After being beaten to the punch on Gumtree and priced out of John Lewis, Wayfair, and La Redoute, I set new criteria for what my desk had to fill: something Habitat-y without the price tag that still looked nice enough that I’ll want to keep it even after I head back into the office. Inspired by our previous roundups of cheap-but-expensive-looking home-décor accents you can find on Amazon, I chanced it.
I searched “retro desk” in hopes of weeding out pine, white plastic, and chrome, and Amazon’s top recommendation was a sleek industrial-style desk from German interiors company Vasagle. With over 600 reviews and a 4.8 (out of five stars) rating, the computer desk was hailed as stable, easy to assemble, and space-saving — exactly what I needed. Even better, it was just £50.
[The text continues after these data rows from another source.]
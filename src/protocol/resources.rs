//! `resourceOperations` as a genuine set-of-flags type (per the spec's
//! "enum bitmasks" design note), rather than the single-valued enum LSP
//! proper's `lsp_types::ResourceOperationKind` models it as. Wire shape is
//! unchanged: an array of tag strings.

use bitflags::bitflags;
use serde::{Deserialize, Serialize};

bitflags! {
    #[derive(Debug, Clone, Copy, PartialEq, Eq)]
    pub struct ResourceOperationKind: u8 {
        const CREATE = 0b0001;
        const RENAME = 0b0010;
        const DELETE = 0b0100;
    }
}

impl ResourceOperationKind {
    fn tags(self) -> Vec<&'static str> {
        let mut tags = Vec::new();
        if self.contains(ResourceOperationKind::CREATE) {
            tags.push("create");
        }
        if self.contains(ResourceOperationKind::RENAME) {
            tags.push("rename");
        }
        if self.contains(ResourceOperationKind::DELETE) {
            tags.push("delete");
        }
        tags
    }

    fn from_tags(tags: &[String]) -> Self {
        let mut flags = ResourceOperationKind::empty();
        for tag in tags {
            match tag.as_str() {
                "create" => flags |= ResourceOperationKind::CREATE,
                "rename" => flags |= ResourceOperationKind::RENAME,
                "delete" => flags |= ResourceOperationKind::DELETE,
                _ => {}
            }
        }
        flags
    }
}

impl Serialize for ResourceOperationKind {
    fn serialize<S: serde::Serializer>(&self, serializer: S) -> Result<S::Ok, S::Error> {
        self.tags().serialize(serializer)
    }
}

impl<'de> Deserialize<'de> for ResourceOperationKind {
    fn deserialize<D: serde::Deserializer<'de>>(deserializer: D) -> Result<Self, D::Error> {
        let tags = Vec::<String>::deserialize(deserializer)?;
        Ok(ResourceOperationKind::from_tags(&tags))
    }
}

#[cfg(test)]
mod tests {
    use super::*;

    #[test]
    fn round_trips_through_tag_array() {
        let flags = ResourceOperationKind::CREATE | ResourceOperationKind::DELETE;
        let json = serde_json::to_string(&flags).unwrap();
        assert_eq!(json, "[\"create\",\"delete\"]");
        let back: ResourceOperationKind = serde_json::from_str(&json).unwrap();
        assert_eq!(back, flags);
    }

    #[test]
    fn unknown_tags_are_ignored() {
        let flags: ResourceOperationKind = serde_json::from_str("[\"create\",\"bogus\"]").unwrap();
        assert_eq!(flags, ResourceOperationKind::CREATE);
    }
}
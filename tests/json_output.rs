mod common;

use common::{check_json, write_tl};

#[test]
fn valid_file_snapshot() {
    let dir = tempfile::tempdir().unwrap();
    let path = write_tl(dir.path(), "ok.tl", "private _x; _x = 1; _x");

    let (json, code) = check_json(&[path.to_str().unwrap()]);
    assert_eq!(code, 0);
    insta::assert_json_snapshot!(json, {
        ".files[].path" => "[path]",
        ".summary.duration_ms" => "[duration]",
    }, @r#"
    {
      "files": [
        {
          "errors": [],
          "path": "[path]",
          "valid": true
        }
      ],
      "summary": {
        "checked_files": 1,
        "duration_ms": "[duration]",
        "errors": 0,
        "invalid_files": 0,
        "skipped_files": 0,
        "valid_files": 1,
        "warnings": 0
      },
      "valid": true,
      "version": 1,
      "warnings": []
    }
    "#);
}

#[test]
fn error_file_carries_an_l0003_diagnostic() {
    let dir = tempfile::tempdir().unwrap();
    let path = write_tl(dir.path(), "bad.tl", r#"private "x""#);

    let (json, code) = check_json(&[path.to_str().unwrap()]);
    assert_eq!(code, 1);
    assert_eq!(json["valid"], false);
    assert_eq!(json["files"][0]["valid"], false);
    let errors = json["files"][0]["errors"].as_array().unwrap();
    assert_eq!(errors.len(), 1);
    assert_eq!(errors[0]["code"], "L-0003");
    assert_eq!(errors[0]["severity"], "error");
}

#[test]
fn warning_only_file_is_still_valid() {
    let dir = tempfile::tempdir().unwrap();
    let path = write_tl(dir.path(), "warn.tl", "hint _undeclared");

    let (json, code) = check_json(&[path.to_str().unwrap()]);
    assert_eq!(code, 0);
    assert_eq!(json["files"][0]["valid"], true);
    let errors = json["files"][0]["errors"].as_array().unwrap();
    assert_eq!(errors.len(), 1);
    assert_eq!(errors[0]["code"], "L-0002");
    assert_eq!(errors[0]["severity"], "warning");
}

#[test]
fn params_array_size_mismatch_is_reported() {
    let dir = tempfile::tempdir().unwrap();
    let path = write_tl(dir.path(), "params.tl", r#"params [["_a", 1, ["SCALAR"], 0, 1, "extra"]]"#);

    let (json, code) = check_json(&[path.to_str().unwrap()]);
    assert_eq!(code, 1);
    let errors = json["files"][0]["errors"].as_array().unwrap();
    assert_eq!(errors.len(), 1);
    assert_eq!(errors[0]["code"], "L-0006");
}
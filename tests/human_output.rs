mod common;

use common::{check_human, write_tl};

#[test]
fn all_valid_prints_green_summary() {
    let dir = tempfile::tempdir().unwrap();
    let path = write_tl(dir.path(), "a.tl", "private _x; _x = 1; _x");

    let (stderr, code) = check_human(&[path.to_str().unwrap()]);
    assert_eq!(code, 0);
    assert!(stderr.contains("All") && stderr.contains("valid"), "stderr: {stderr}");
}

#[test]
fn error_file_prints_found_and_checked_lines() {
    let dir = tempfile::tempdir().unwrap();
    let path = write_tl(dir.path(), "bad.tl", r#"private "x""#);

    let (stderr, code) = check_human(&[path.to_str().unwrap()]);
    assert_eq!(code, 1);
    assert!(stderr.contains("Found") && stderr.contains("error"), "stderr: {stderr}");
    assert!(stderr.contains("Checked"), "stderr: {stderr}");
    assert!(stderr.contains("L-0003"), "stderr: {stderr}");
    assert!(stderr.contains("is not starting with an underscore"), "stderr: {stderr}");
}

#[test]
fn warning_only_file_still_renders_its_diagnostic() {
    let dir = tempfile::tempdir().unwrap();
    let path = write_tl(dir.path(), "warn.tl", "hint _undeclared");

    let (stderr, code) = check_human(&[path.to_str().unwrap()]);
    assert_eq!(code, 0);
    assert!(stderr.contains("L-0002"), "stderr: {stderr}");
    assert!(stderr.contains("All") && stderr.contains("valid"), "stderr: {stderr}");
}

#[test]
fn missing_file_tool_error_reports_via_stderr() {
    let (stderr, code) = check_human(&["/nonexistent/does-not-exist.tl"]);
    assert_eq!(code, 2);
    assert!(stderr.contains("could not read"), "stderr: {stderr}");
}

#[test]
fn duplicate_declaration_warning_is_noted_without_failing() {
    let dir = tempfile::tempdir().unwrap();
    let path = write_tl(dir.path(), "shadow.tl", "private _a; private _a");

    let (stderr, code) = check_human(&[path.to_str().unwrap()]);
    assert_eq!(code, 0);
    assert!(stderr.contains("L-0001"), "stderr: {stderr}");
    assert!(stderr.contains("hides previous declaration"), "stderr: {stderr}");
}
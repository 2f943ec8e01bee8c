mod common;

use common::lsp_client::TestClient;

/// Verifies the server completes the initialize / initialized / shutdown
/// handshake and advertises the capabilities the protocol's bootstrap step
/// names (§4.6 step 2).
#[tokio::test]
async fn initialize_advertises_capabilities_and_server_info() {
    let mut client = TestClient::new();
    let result = client.initialize().await;

    assert_eq!(result["capabilities"]["textDocumentSync"], serde_json::json!(1)); // FULL
    assert_eq!(result["capabilities"]["foldingRangeProvider"], serde_json::json!(true));
    assert!(result["capabilities"]["completionProvider"].is_object());
    assert_eq!(result["serverInfo"]["name"], "tl-lsp");

    client.shutdown().await;
}

/// `shutdown` followed by `exit` causes the server's main loop to terminate;
/// verified indirectly by the client's write half not erroring.
#[tokio::test]
async fn shutdown_then_exit_is_accepted() {
    let mut client = TestClient::new();
    client.initialize().await;
    client.shutdown().await;
}
//! Thin facade around the TL preprocessor/parser/interpreter (§4.7). The real
//! TL toolchain is an external collaborator out of scope for this crate; this
//! module provides the default, self-contained implementation the rest of the
//! server is built and tested against, behind the [`Adapter`] trait so a
//! production deployment can swap in the real VM without touching any other
//! module.

pub mod ast;
pub mod lexer;
pub mod parser;
pub mod preprocess;

use std::path::{Path, PathBuf};

use ast::Node;
use parser::{ParseError, Parser};

#[derive(Debug, thiserror::Error)]
pub enum AdapterError {
    #[error("failed to preprocess or read {path}: {source}")]
    Preprocess { path: PathBuf, source: std::io::Error },
    #[error("parse error in {path} at line {line}, column {column}")]
    Parse { path: PathBuf, line: usize, column: usize },
}

/// Minimal facade exposing preprocess, parse-to-AST, and file-mount operations.
pub trait Adapter: Send + Sync {
    fn preprocess(&self, text: &str, origin_path: &Path) -> Result<String, AdapterError>;
    fn parse(&self, text: &str, origin_path: &Path) -> Result<Node, AdapterError>;
    fn mount(&self, physical: &Path, virtual_path: &str);
}

/// Default, in-process adapter: comment-stripping preprocessor plus the
/// recursive-descent lexer/parser in this module. Mounts are recorded for
/// inspection (e.g. by tests) but are otherwise inert — this crate's analysis
/// pipeline never needs to resolve a mount back to a physical path, only the
/// workspace bootstrapper needs mounts recorded at all (see `workspace.rs`).
#[derive(Default)]
pub struct DefaultAdapter {
    mounts: parking_lot::Mutex<Vec<(PathBuf, String)>>,
}

impl DefaultAdapter {
    pub fn new() -> Self {
        Self::default()
    }

    pub fn mounts(&self) -> Vec<(PathBuf, String)> {
        self.mounts.lock().clone()
    }
}

impl Adapter for DefaultAdapter {
    fn preprocess(&self, text: &str, _origin_path: &Path) -> Result<String, AdapterError> {
        Ok(preprocess::preprocess(text))
    }

    fn parse(&self, text: &str, origin_path: &Path) -> Result<Node, AdapterError> {
        Parser::new(text).parse_program().map_err(|err| match err {
            ParseError::Unexpected { line, column } => {
                AdapterError::Parse { path: origin_path.to_path_buf(), line, column }
            }
        })
    }

    fn mount(&self, physical: &Path, virtual_path: &str) {
        self.mounts.lock().push((physical.to_path_buf(), virtual_path.to_string()));
    }
}
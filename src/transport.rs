//! Framed transport (§4.1): `Content-Length`-delimited messages over an
//! arbitrary `AsyncRead`/`AsyncWrite` pair, decoupled from the dispatcher by
//! two `tokio::sync::mpsc` queues. Header-then-body reading follows the
//! `BufReader::read_line`-for-headers, `read_exact`-for-body split used by
//! `other_examples`' stoat `StdioTransport`; the two-background-worker
//! shape and the fatal-vs-skip malformed-header policy follow
//! `original_source`'s `jsonrpc.h` (`method_read`/`method_write`,
//! `parse_error_strategy::exception | skip`).

use std::sync::atomic::{AtomicBool, Ordering};
use std::sync::Arc;
use std::time::Duration;

use tokio::io::{AsyncBufRead, AsyncBufReadExt, AsyncRead, AsyncWrite, AsyncWriteExt, BufReader};
use tokio::sync::mpsc;

/// How a malformed `Content-Length`/header line is handled.
#[derive(Debug, Clone, Copy, PartialEq, Eq, Default)]
pub enum HeaderErrorPolicy {
    /// Abort the reader task (and, transitively, the process) on the first
    /// malformed header.
    Fatal,
    /// Drop the offending header block and resume reading at the next
    /// message boundary.
    #[default]
    Skip,
}

#[derive(Debug, thiserror::Error)]
pub enum TransportError {
    #[error("malformed header line: {0}")]
    MalformedHeader(String),
    #[error("missing Content-Length header")]
    MissingContentLength,
    #[error(transparent)]
    Io(#[from] std::io::Error),
}

const IDLE_POLL: Duration = Duration::from_millis(10);

/// Spawns the reader and writer background tasks, returning the queues the
/// dispatcher pumps. `terminate` is shared with the caller so the
/// dispatcher can ask both tasks to stop after `shutdown`/`exit`.
pub struct Transport {
    pub inbound: mpsc::UnboundedReceiver<String>,
    pub outbound: mpsc::UnboundedSender<String>,
    pub terminate: Arc<AtomicBool>,
}

impl Transport {
    pub fn spawn<R, W>(reader: R, writer: W, policy: HeaderErrorPolicy) -> Self
    where
        R: AsyncRead + Unpin + Send + 'static,
        W: AsyncWrite + Unpin + Send + 'static,
    {
        let terminate = Arc::new(AtomicBool::new(false));
        let (inbound_tx, inbound_rx) = mpsc::unbounded_channel();
        let (outbound_tx, outbound_rx) = mpsc::unbounded_channel();

        tokio::spawn(read_loop(BufReader::new(reader), inbound_tx, policy, terminate.clone()));
        tokio::spawn(write_loop(writer, outbound_rx, terminate.clone()));

        Transport { inbound: inbound_rx, outbound: outbound_tx, terminate }
    }

    pub fn request_shutdown(&self) {
        self.terminate.store(true, Ordering::Relaxed);
    }
}

async fn read_loop<R: AsyncBufRead + Unpin>(
    mut reader: R,
    inbound: mpsc::UnboundedSender<String>,
    policy: HeaderErrorPolicy,
    terminate: Arc<AtomicBool>,
) {
    loop {
        if terminate.load(Ordering::Relaxed) {
            break;
        }
        match tokio::time::timeout(IDLE_POLL, read_one_message(&mut reader, policy)).await {
            Ok(Ok(Some(body))) => {
                if inbound.send(body).is_err() {
                    break;
                }
            }
            Ok(Ok(None)) => break, // EOF
            Ok(Err(err)) => {
                tracing::error!(%err, "transport read error");
                if policy == HeaderErrorPolicy::Fatal {
                    break;
                }
            }
            Err(_elapsed) => continue,
        }
    }
}

async fn write_loop<W: AsyncWrite + Unpin>(
    mut writer: W,
    mut outbound: mpsc::UnboundedReceiver<String>,
    terminate: Arc<AtomicBool>,
) {
    loop {
        if terminate.load(Ordering::Relaxed) {
            break;
        }
        match tokio::time::timeout(IDLE_POLL, outbound.recv()).await {
            Ok(Some(body)) => {
                if write_one_message(&mut writer, &body).await.is_err() {
                    break;
                }
            }
            Ok(None) => break, // sender dropped
            Err(_elapsed) => continue,
        }
    }
}

/// Reads one `Content-Length`-framed message, or `Ok(None)` on clean EOF
/// before any header bytes arrive.
async fn read_one_message<R: AsyncBufRead + Unpin>(
    reader: &mut R,
    policy: HeaderErrorPolicy,
) -> Result<Option<String>, TransportError> {
    // Skip mode retries at the next message boundary whenever a header
    // block comes out malformed or yields no usable Content-Length; fatal
    // mode surfaces the first such problem to the caller.
    loop {
        match read_one_header_block(reader, policy).await? {
            HeaderOutcome::Eof => return Ok(None),
            HeaderOutcome::Skipped => continue,
            HeaderOutcome::ContentLength(len) => {
                let mut body = vec![0u8; len];
                tokio::io::AsyncReadExt::read_exact(reader, &mut body).await?;
                return Ok(Some(String::from_utf8_lossy(&body).into_owned()));
            }
        }
    }
}

enum HeaderOutcome {
    Eof,
    Skipped,
    ContentLength(usize),
}

async fn read_one_header_block<R: AsyncBufRead + Unpin>(
    reader: &mut R,
    policy: HeaderErrorPolicy,
) -> Result<HeaderOutcome, TransportError> {
    let mut content_length: Option<usize> = None;
    let mut saw_any_header = false;
    loop {
        let mut line = String::new();
        let n = reader.read_line(&mut line).await?;
        if n == 0 {
            return Ok(HeaderOutcome::Eof);
        }
        let trimmed = line.trim_end_matches(['\r', '\n']);
        if trimmed.is_empty() {
            break;
        }
        saw_any_header = true;
        match parse_header(trimmed) {
            Some(("Content-Length", value)) => match value.trim().parse::<usize>() {
                Ok(len) => content_length = Some(len),
                Err(_) if policy == HeaderErrorPolicy::Skip => {}
                Err(_) => return Err(TransportError::MalformedHeader(trimmed.to_string())),
            },
            Some(_) => {} // other headers (e.g. Content-Type) are ignored
            None if policy == HeaderErrorPolicy::Skip => {}
            None => return Err(TransportError::MalformedHeader(trimmed.to_string())),
        }
    }
    match content_length {
        Some(len) => Ok(HeaderOutcome::ContentLength(len)),
        None if saw_any_header && policy == HeaderErrorPolicy::Skip => Ok(HeaderOutcome::Skipped),
        None if saw_any_header => Err(TransportError::MissingContentLength),
        None => Ok(HeaderOutcome::Eof),
    }
}

fn parse_header(line: &str) -> Option<(&str, &str)> {
    line.split_once(':').map(|(k, v)| (k.trim(), v.trim()))
}

async fn write_one_message<W: AsyncWrite + Unpin>(writer: &mut W, body: &str) -> std::io::Result<()> {
    let header = format!("Content-Length: {}\r\nContent-Type: application/json-rpc;charset=utf-8\r\n\r\n", body.len());
    writer.write_all(header.as_bytes()).await?;
    writer.write_all(body.as_bytes()).await?;
    writer.flush().await
}

#[cfg(test)]
mod tests {
    use super::*;
    use tokio::io::duplex;

    #[tokio::test]
    async fn single_message_round_trips() {
        let (client, server) = duplex(4096);
        let (client_read, mut client_write) = tokio::io::split(client);
        let transport = Transport::spawn(client_read, tokio::io::sink(), HeaderErrorPolicy::Skip);
        drop(transport);

        let (server_read, mut server_write) = tokio::io::split(server);
        let mut reader = BufReader::new(server_read);
        write_one_message(&mut server_write, "hello").await.unwrap();
        drop(server_write);
        let got = read_one_message(&mut reader, HeaderErrorPolicy::Skip).await.unwrap();
        assert_eq!(got.as_deref(), Some("hello"));
        drop(client_write);
    }

    #[tokio::test]
    async fn two_back_to_back_messages_arrive_in_order() {
        let (mut w, r) = duplex(4096);
        write_one_message(&mut w, "first").await.unwrap();
        write_one_message(&mut w, "second").await.unwrap();
        drop(w);
        let mut reader = BufReader::new(r);
        let first = read_one_message(&mut reader, HeaderErrorPolicy::Skip).await.unwrap();
        let second = read_one_message(&mut reader, HeaderErrorPolicy::Skip).await.unwrap();
        assert_eq!(first.as_deref(), Some("first"));
        assert_eq!(second.as_deref(), Some("second"));
    }

    #[tokio::test]
    async fn skip_mode_recovers_after_malformed_header() {
        let (mut w, r) = duplex(4096);
        tokio::io::AsyncWriteExt::write_all(&mut w, b"Content-Length: banana\r\n\r\n").await.unwrap();
        write_one_message(&mut w, "next").await.unwrap();
        drop(w);
        let mut reader = BufReader::new(r);
        let next = read_one_message(&mut reader, HeaderErrorPolicy::Skip).await.unwrap();
        assert_eq!(next.as_deref(), Some("next"));
    }

    #[tokio::test]
    async fn fatal_mode_errors_on_malformed_header() {
        let (mut w, r) = duplex(4096);
        tokio::io::AsyncWriteExt::write_all(&mut w, b"Content-Length: banana\r\n\r\n").await.unwrap();
        drop(w);
        let mut reader = BufReader::new(r);
        let err = read_one_message(&mut reader, HeaderErrorPolicy::Fatal).await;
        assert!(err.is_err());
    }
}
Even though the desk was coming from Germany (and during a pandemic), it arrived just four days after I ordered it. I’m pretty useless at self-assembly — I have a Made lamp that still wobbles just a bit — but the Vasagle desk was surprisingly simple to unpack and put together. The four pieces (two legs, one connecting beam, and the wooden top) came with super-simple instructions, a mini-screwdriver (!), and even extra bolts. With the help of my housemate, we were able to put it together in the 15 minutes before our next work calls — the extra pair of hands were a big help when lining up bolts and holes and holding in place.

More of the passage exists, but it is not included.